God’s Hidden War on Pop-Christianity
I’ve been agonizing lately over our Western spin on Christianity. We seem to be stuck in an either/or construct, limited to a strange view of Creator God as a victim of time and space. God is away in heaven somewhere but here in our hearts somehow. Jesus arose from a grave “here” but is now “there”, expecting us to prepare this earth for His return. Where is love in the equation?
John 14:23, however, offers a linkage of love to obedience: “If anyone loves me, he will keep my word; my father will love him, and we will come to him and make our abode with him.” If I understand this correctly, the presence of God in the life of the professing Christian becomes manifest in keeping faith with the word of Jesus. That “word”, we are led to believe, is to “love God with all our heart, soul and mind and our neighbor as ourselves” (Matt 22:37-39). Love of neighbor begins with love of God!
Time to Get Out of the Manger and Into the Resurrection!
I had a brief Facebook encounter with one of those Christian Nationalist evangelical leaders this week whose public image seems to be of one who has dedicated his life to pointing out OPS (Other People’s Sins) and advocating to correct them through the force of law. Whew! That’s a pretty common message in this day of love as an optional command. Do you think it may be time for us to move out of the manger and into the Resurrection?
All this posturing, we are told by a courageous few followers of Jesus, is destroying the fragile faith of millions of Americans and leaving behind a poor witness to the power and glory of God! I will be writing more on pop-Christianity in the near future, but I wanted to share with you a bit from my book, “Let My People Go: Following Jesus into Our Jails and Prisons.” It is a study guide intended to help floundering Christians like myself move away from what we are trying to do for God toward what God patiently waits to do through us:
Call to the Resurrected Life:
“Let My People Go!” is more than a call to discipleship. It is a call to the resurrected life of the Church of Jesus Christ. The resurrected life rises into action by looking around our congregations to see who is sitting in the back row and learning from their witness as well as from their pain. It is a life in admission that the loud, bellicose, wealthy, and perhaps even apostate may be drowning out the faithful and thereby squelching the witness of the Church.
Here is how it plays out through 12 lessons:
To the organized church that continues committees long since irrelevant, burdening its members with meetings and duties, “Let my people go!”
To the liturgical church that burdens its people with ritual, special days, and formality but without a call to discipleship, “Let my people go!”
To the Democratic Party that enlists advocates for social justice separate and distinct from personal faith, “Let my people go!”
To the Republican Party that has joined forces with Wookie Evangelicals to create its corrupted version of the Kingdom of God on earth, “Let my people go!”

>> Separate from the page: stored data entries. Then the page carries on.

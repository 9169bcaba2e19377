//! Tuning estimation and STFT chroma
//!
//! Tuning is the deviation (in fractions of a bin) of the clip's pitch grid
//! from A440. It is estimated once per clip from spectral peaks and reused
//! by both the STFT chroma (12 bins per octave) and the constant-Q chroma
//! behind tonnetz (36 bins per octave).

use ndarray::Array2;

use super::spectrum::{fft_frequencies, normalize_columns, Norm};

/// Pitch tracking range
const PITCH_FMIN: f64 = 150.0;
const PITCH_FMAX: f64 = 4000.0;

/// Peaks below this fraction of the frame maximum are ignored
const PITCH_THRESHOLD: f64 = 0.1;

/// Tuning histogram resolution (fraction of a bin)
const TUNING_RESOLUTION: f64 = 0.01;

/// Chroma filter weighting: centre octave and octave spread
const CHROMA_CENTER_OCTAVE: f64 = 5.0;
const CHROMA_OCTAVE_WIDTH: f64 = 2.0;

/// Octaves above A440 / 16 (A0 = 27.5 Hz), shifted by `tuning` bins
fn hz_to_octs(hz: f64, tuning: f64, bins_per_octave: usize) -> f64 {
    let a440 = 440.0 * 2f64.powf(tuning / bins_per_octave as f64);
    (hz / (a440 / 16.0)).log2()
}

/// Salient spectral peaks of a clip, used to estimate tuning
#[derive(Debug, Clone, Default)]
pub(crate) struct PitchPeaks {
    frequencies: Vec<f64>,
}

impl PitchPeaks {
    /// Pick parabolic-interpolated local maxima from a magnitude spectrogram
    ///
    /// Only peaks that are at least as strong as the median peak are kept.
    pub fn track(magnitude: &Array2<f64>, sample_rate: u32, n_fft: usize) -> Self {
        let freqs = fft_frequencies(sample_rate, n_fft);
        let fmax = PITCH_FMAX.min(sample_rate as f64 / 2.0);
        let n_bins = magnitude.nrows();

        let mut candidates: Vec<(f64, f64)> = Vec::new();

        for column in magnitude.columns() {
            let frame_max = column.iter().fold(0.0f64, |acc, &v| acc.max(v));
            let ref_value = PITCH_THRESHOLD * frame_max;
            let gated = |i: usize| {
                let v = column[i];
                if v > ref_value {
                    v
                } else {
                    0.0
                }
            };

            for i in 1..n_bins {
                if !(PITCH_FMIN <= freqs[i] && freqs[i] < fmax) {
                    continue;
                }

                let here = gated(i);
                let next = if i + 1 < n_bins { gated(i + 1) } else { here };
                if !(here > gated(i - 1) && here >= next) {
                    continue;
                }

                let (shift, slope) = if i + 1 < n_bins {
                    let curvature = column[i + 1] + column[i - 1] - 2.0 * column[i];
                    let slope = 0.5 * (column[i + 1] - column[i - 1]);
                    if slope.abs() < curvature.abs() {
                        (-slope / curvature, slope)
                    } else {
                        (0.0, slope)
                    }
                } else {
                    (0.0, 0.0)
                };

                let pitch = (i as f64 + shift) * sample_rate as f64 / n_fft as f64;
                let strength = column[i] + 0.5 * slope * shift;
                if pitch > 0.0 {
                    candidates.push((pitch, strength));
                }
            }
        }

        if candidates.is_empty() {
            return Self::default();
        }

        let threshold = median(candidates.iter().map(|&(_, m)| m).collect());
        let frequencies = candidates
            .into_iter()
            .filter(|&(_, m)| m >= threshold)
            .map(|(p, _)| p)
            .collect();

        Self { frequencies }
    }

    /// Tuning offset in fractions of a bin, in `[-0.5, 0.5)`
    ///
    /// Returns 0.0 when no peaks were found (silence, noise floor).
    pub fn tuning(&self, bins_per_octave: usize) -> f64 {
        let residuals: Vec<f64> = self
            .frequencies
            .iter()
            .filter(|&&f| f > 0.0)
            .map(|&f| {
                let r = (bins_per_octave as f64 * hz_to_octs(f, 0.0, 12)).rem_euclid(1.0);
                if r >= 0.5 {
                    r - 1.0
                } else {
                    r
                }
            })
            .collect();

        if residuals.is_empty() {
            return 0.0;
        }

        let n_bins = (1.0 / TUNING_RESOLUTION).ceil() as usize;
        let edge = |i: usize| -0.5 + i as f64 * (1.0 / n_bins as f64);

        let mut counts = vec![0usize; n_bins];
        for r in residuals {
            if !(-0.5..=0.5).contains(&r) {
                continue;
            }
            let mut idx = (((r + 0.5) * n_bins as f64) as usize).min(n_bins - 1);
            if r < edge(idx) {
                idx = idx.saturating_sub(1);
            } else if idx != n_bins - 1 && r >= edge(idx + 1) {
                idx += 1;
            }
            counts[idx] += 1;
        }

        let best = counts
            .iter()
            .enumerate()
            .fold((0usize, 0usize), |best, (i, &c)| if c > best.1 { (i, c) } else { best })
            .0;

        edge(best)
    }
}

fn median(mut values: Vec<f64>) -> f64 {
    values.sort_by(|a, b| a.total_cmp(b));
    let n = values.len();
    if n == 0 {
        return 0.0;
    }
    if n % 2 == 1 {
        values[n / 2]
    } else {
        0.5 * (values[n / 2 - 1] + values[n / 2])
    }
}

/// Gaussian chroma filterbank, shape `(n_chroma, n_fft / 2 + 1)`
///
/// Rows start at C. Each STFT bin spreads its energy over neighbouring pitch
/// classes with a Gaussian whose width follows the bin spacing, and the whole
/// bank is weighted towards octave 5.
pub(crate) fn chroma_filterbank(
    sample_rate: u32,
    n_fft: usize,
    n_chroma: usize,
    tuning: f64,
) -> Array2<f64> {
    let n_chroma_f = n_chroma as f64;

    // Pitch position of every non-DC bin over the full (two-sided) grid,
    // with a virtual DC entry 1.5 octaves below the first bin
    let mut frq_bins = Vec::with_capacity(n_fft);
    frq_bins.push(0.0);
    for k in 1..n_fft {
        let hz = k as f64 * sample_rate as f64 / n_fft as f64;
        frq_bins.push(n_chroma_f * hz_to_octs(hz, tuning, n_chroma));
    }
    frq_bins[0] = frq_bins[1] - 1.5 * n_chroma_f;

    let bin_widths: Vec<f64> = (0..n_fft)
        .map(|j| {
            if j + 1 < n_fft {
                (frq_bins[j + 1] - frq_bins[j]).max(1.0)
            } else {
                1.0
            }
        })
        .collect();

    let half = (n_chroma_f / 2.0).round();
    let mut weights = Array2::<f64>::zeros((n_chroma, n_fft));
    for c in 0..n_chroma {
        for j in 0..n_fft {
            let d = (frq_bins[j] - c as f64 + half + 10.0 * n_chroma_f).rem_euclid(n_chroma_f) - half;
            weights[[c, j]] = (-0.5 * (2.0 * d / bin_widths[j]).powi(2)).exp();
        }
    }

    normalize_columns(&mut weights, Norm::L2);

    for j in 0..n_fft {
        let octave_weight =
            (-0.5 * ((frq_bins[j] / n_chroma_f - CHROMA_CENTER_OCTAVE) / CHROMA_OCTAVE_WIDTH).powi(2))
                .exp();
        for c in 0..n_chroma {
            weights[[c, j]] *= octave_weight;
        }
    }

    // Rows were built relative to A; rotate so row 0 is C
    let shift = 3 * (n_chroma / 12);
    let n_keep = n_fft / 2 + 1;
    Array2::from_shape_fn((n_chroma, n_keep), |(c, j)| weights[[(c + shift) % n_chroma, j]])
}

/// Chroma from a magnitude spectrogram, each frame scaled to peak 1
pub(crate) fn chroma_stft(
    magnitude: &Array2<f64>,
    sample_rate: u32,
    n_fft: usize,
    tuning: f64,
) -> Array2<f64> {
    let filterbank = chroma_filterbank(sample_rate, n_fft, 12, tuning);
    let mut chroma = filterbank.dot(magnitude);
    normalize_columns(&mut chroma, Norm::Max);
    chroma
}
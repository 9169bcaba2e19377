//! # NeoParental Common Library
//!
//! Shared code for the NeoParental services:
//! - Bootstrap configuration loading (TOML file + defaults)
//! - Common error type

pub mod config;
pub mod error;

pub use config::ServiceConfig;
pub use error::{Error, Result};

To Evangelical leaders who have rallied believers in support of morality instead of righteousness, “Let my people go!”
To the evangelists among us for whom professions of faith in Jesus are more important than cross-bearing, “Let my people go!”
To the Christian Zionists for whom the Promised Land is a place of Abrahamic borders rather than the inherited New Jerusalem, “Let my people go!”
To the leaders of the Prosperity Gospel, for whom suffering is a sign of unbelief rather than cross-bearing, “Let my people go!”
To the suburban ghettos of America that protect their residents from the realities of shattered lives, “Let my people go!”
To the public schools in America that now schedule on worship days what they have run out of time for on other days, “Let my people go!”
To those in prison who profess belief in Jesus Christ as Lord but who pass judgment on their brothers and sisters, contributing to their misery, “Let my people go!”
To those in prison who profess belief in Christ but who encourage hatred of staff and neglect to pray for their keepers, “Let my people go!”
Let it be said, as well: To those Christian bloggers, like myself, who delude themselves into thinking that they have a special corner on the Truth, “Let My People Go!”